When aqueous samples from idiopathic uveitis were compared with those from uveitis associated with a systemic disease, there were increases in CD3+, CD4+ (p = 0.001), and activated CD4+ T cells (p = 0.02) and a decrease in B cells (p = 0.0013). This was not reflected in the peripheral blood where there were no differences in the cell types or in soluble interleukin-2 receptor levels. No cells were obtainable from control aqueous. Interleukins-10 and -12, interferon-gamma, and transforming growth factor-beta2 were detected in aqueous supernatants. Interleukin-10 was reduced (p = 0.024) in uveitis in comparison with controls.

CONCLUSIONS

The results suggest a selective recruitment of CD4+ T cells within aqueous humor but only in idiopathic uveitis.
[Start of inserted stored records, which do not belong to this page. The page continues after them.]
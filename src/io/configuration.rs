//! Solver constants and runtime configuration defaults

/// Fixed seed for reproducible generation
pub const DEFAULT_SEED: u64 = 42;

/// Default inclusive lower bound on both axes
pub const DEFAULT_MIN_COORDINATE: i32 = 0;

/// Default inclusive upper bound on both axes
pub const DEFAULT_MAX_COORDINATE: i32 = 9;

/// Name of the tileset used when none is requested
pub const DEFAULT_TILESET: &str = "cartesian";

/// Minimum step budget for a single attempt
pub const DEFAULT_MAX_STEPS: usize = 10_000;

/// Steps allowed per cell when the budget is derived from the grid size
pub const DEFAULT_STEPS_PER_CELL: usize = 4;

/// Default number of seeded attempts before giving up
pub const DEFAULT_MAX_ATTEMPTS: usize = 10;

/// Recovery policy used by the command line when none is requested
pub const DEFAULT_RECOVERY: &str = "backtrack";

/// Default number of backtracks allowed per attempt
pub const DEFAULT_MAX_BACKTRACKS: usize = 1_000;

// Safety limit to prevent excessive memory allocation
/// Maximum allowed grid dimension
pub const MAX_GRID_DIMENSION: usize = 10_000;

/// Default weight for tiles that do not specify one
pub const DEFAULT_TILE_WEIGHT: f64 = 1.0;

// Progress bar display settings
/// Threshold for switching to batch progress mode
pub const MAX_INDIVIDUAL_PROGRESS_BARS: usize = 5;

// Output settings
/// Placeholder written for cells that are still undecided
pub const UNDECIDED_MARKER: &str = "?";
/// Separator between tile names on an exported row
pub const EXPORT_SEPARATOR: &str = " ";

// Memory guard for memoised neighbour supports
/// Maximum number of cached support sets before the cache is reset
pub const SUPPORT_CACHE_CAPACITY: usize = 4_096;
In both disease groups there was a decrease in the immunoregulatory cytokine interleukin-10, which might enable an immune response to occur in an otherwise highly immunosuppressive microenvironment. Increases in activated CD4+ T cells combined with depressed interleukin-10 levels could partially explain why, for example, in acute anterior uveitis, the inflammatory disease is often more severe.

摘要

目的

比较与全身性疾病相关或明显孤立且与全身性疾病无关的葡萄膜炎患者房水中的细胞类型和细胞因子。

方法

通过离心收集葡萄膜炎患者和对照组的新鲜房水细胞,并用T细胞、B细胞和单核细胞标志物进行免疫荧光技术检测。检测房水上清液中的细胞因子,并检测血清样本中的可溶性白细胞介素-2受体。

结果

将特发性葡萄膜炎的房水样本与与全身性疾病相关的葡萄膜炎的房水样本进行比较时,CD3 +、CD4 +(p = 0.001)和活化的CD4 + T细胞(p = 0.02)增加,B细胞减少(p = 0.0013)。这在外周血中未得到体现,外周血中的细胞类型或可溶性白细胞介素-2受体水平没有差异。对照组房水未获得细胞。在房水上清液中检测到白细胞介素-10和-12、干扰素-γ和转化生长因子-β2。与对照组相比,葡萄膜炎患者房水中白细胞介素-10减少(p = 0.024)。

结论

结果表明,仅在特发性葡萄膜炎中,房水内有CD4 + T细胞的选择性募集。在两个疾病组中,免疫调节细胞因子白细胞介素-10均减少,这可能使免疫反应在原本高度免疫抑制的微环境中发生。活化的CD4 + T细胞增加与白细胞介素-10水平降低相结合,可能部分解释了例如急性前葡萄膜炎中炎症性疾病往往更严重的原因。